use std::fmt;
use std::sync::atomic::{AtomicBool, Ordering};
use std::sync::Arc;
use std::time::{Duration, Instant};

use crate::error::PipelineError;

type DisconnectProbe = Arc<dyn Fn() -> bool + Send + Sync>;

/// Cooperative cancellation for one request.
///
/// The orchestrator checks the token before staging, before every frame and
/// before each durable write. Clones share the explicit flag.
#[derive(Clone, Default)]
pub struct CancelToken {
    flag: Arc<AtomicBool>,
    deadline: Option<Instant>,
    probe: Option<DisconnectProbe>,
}

impl CancelToken {
    pub fn new() -> Self {
        Self::default()
    }

    pub fn with_deadline(mut self, deadline: Instant) -> Self {
        self.deadline = Some(deadline);
        self
    }

    pub fn with_timeout(self, timeout: Duration) -> Self {
        self.with_deadline(Instant::now() + timeout)
    }

    /// `probe` returns true once the client has gone away.
    pub fn with_disconnect_probe<F>(mut self, probe: F) -> Self
    where
        F: Fn() -> bool + Send + Sync + 'static,
    {
        self.probe = Some(Arc::new(probe));
        self
    }

    pub fn cancel(&self) {
        self.flag.store(true, Ordering::SeqCst);
    }

    pub fn reason(&self) -> Option<&'static str> {
        if self.flag.load(Ordering::SeqCst) {
            return Some("cancelled");
        }
        if let Some(deadline) = self.deadline {
            if Instant::now() >= deadline {
                return Some("request timed out");
            }
        }
        if let Some(probe) = &self.probe {
            if probe() {
                return Some("client disconnected");
            }
        }
        None
    }

    pub fn is_cancelled(&self) -> bool {
        self.reason().is_some()
    }

    pub fn check(&self) -> Result<(), PipelineError> {
        match self.reason() {
            Some(reason) => Err(PipelineError::Cancelled(reason.to_string())),
            None => Ok(()),
        }
    }
}

impl fmt::Debug for CancelToken {
    fn fmt(&self, f: &mut fmt::Formatter<'_>) -> fmt::Result {
        f.debug_struct("CancelToken")
            .field("cancelled", &self.flag.load(Ordering::SeqCst))
            .field("deadline", &self.deadline)
            .field("probe", &self.probe.is_some())
            .finish()
    }
}

#[cfg(test)]
mod tests {
    use super::*;

    #[test]
    fn explicit_cancel_is_shared_by_clones() {
        let token = CancelToken::new();
        let clone = token.clone();
        assert!(token.check().is_ok());
        clone.cancel();
        assert!(matches!(token.check(), Err(PipelineError::Cancelled(_))));
    }

    #[test]
    fn elapsed_deadline_cancels() {
        let token = CancelToken::new().with_deadline(Instant::now());
        assert_eq!(token.reason(), Some("request timed out"));
        let token = CancelToken::new().with_timeout(Duration::from_secs(60));
        assert!(!token.is_cancelled());
    }

    #[test]
    fn disconnect_probe_cancels() {
        let gone = Arc::new(AtomicBool::new(false));
        let observed = gone.clone();
        let token = CancelToken::new().with_disconnect_probe(move || observed.load(Ordering::SeqCst));
        assert!(!token.is_cancelled());
        gone.store(true, Ordering::SeqCst);
        assert_eq!(token.reason(), Some("client disconnected"));
    }
}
________________
Your goal:
Write the lines out again exactly, beginning at the line that contains "let observed = gone.clone();" and stopping only at the final line of the listing above.

Answer for the task:
        let observed = gone.clone();
        let token = CancelToken::new().with_disconnect_probe(move || observed.load(Ordering::SeqCst));
        assert!(!token.is_cancelled());
        gone.store(true, Ordering::SeqCst);
        assert_eq!(token.reason(), Some("client disconnected"));
    }
}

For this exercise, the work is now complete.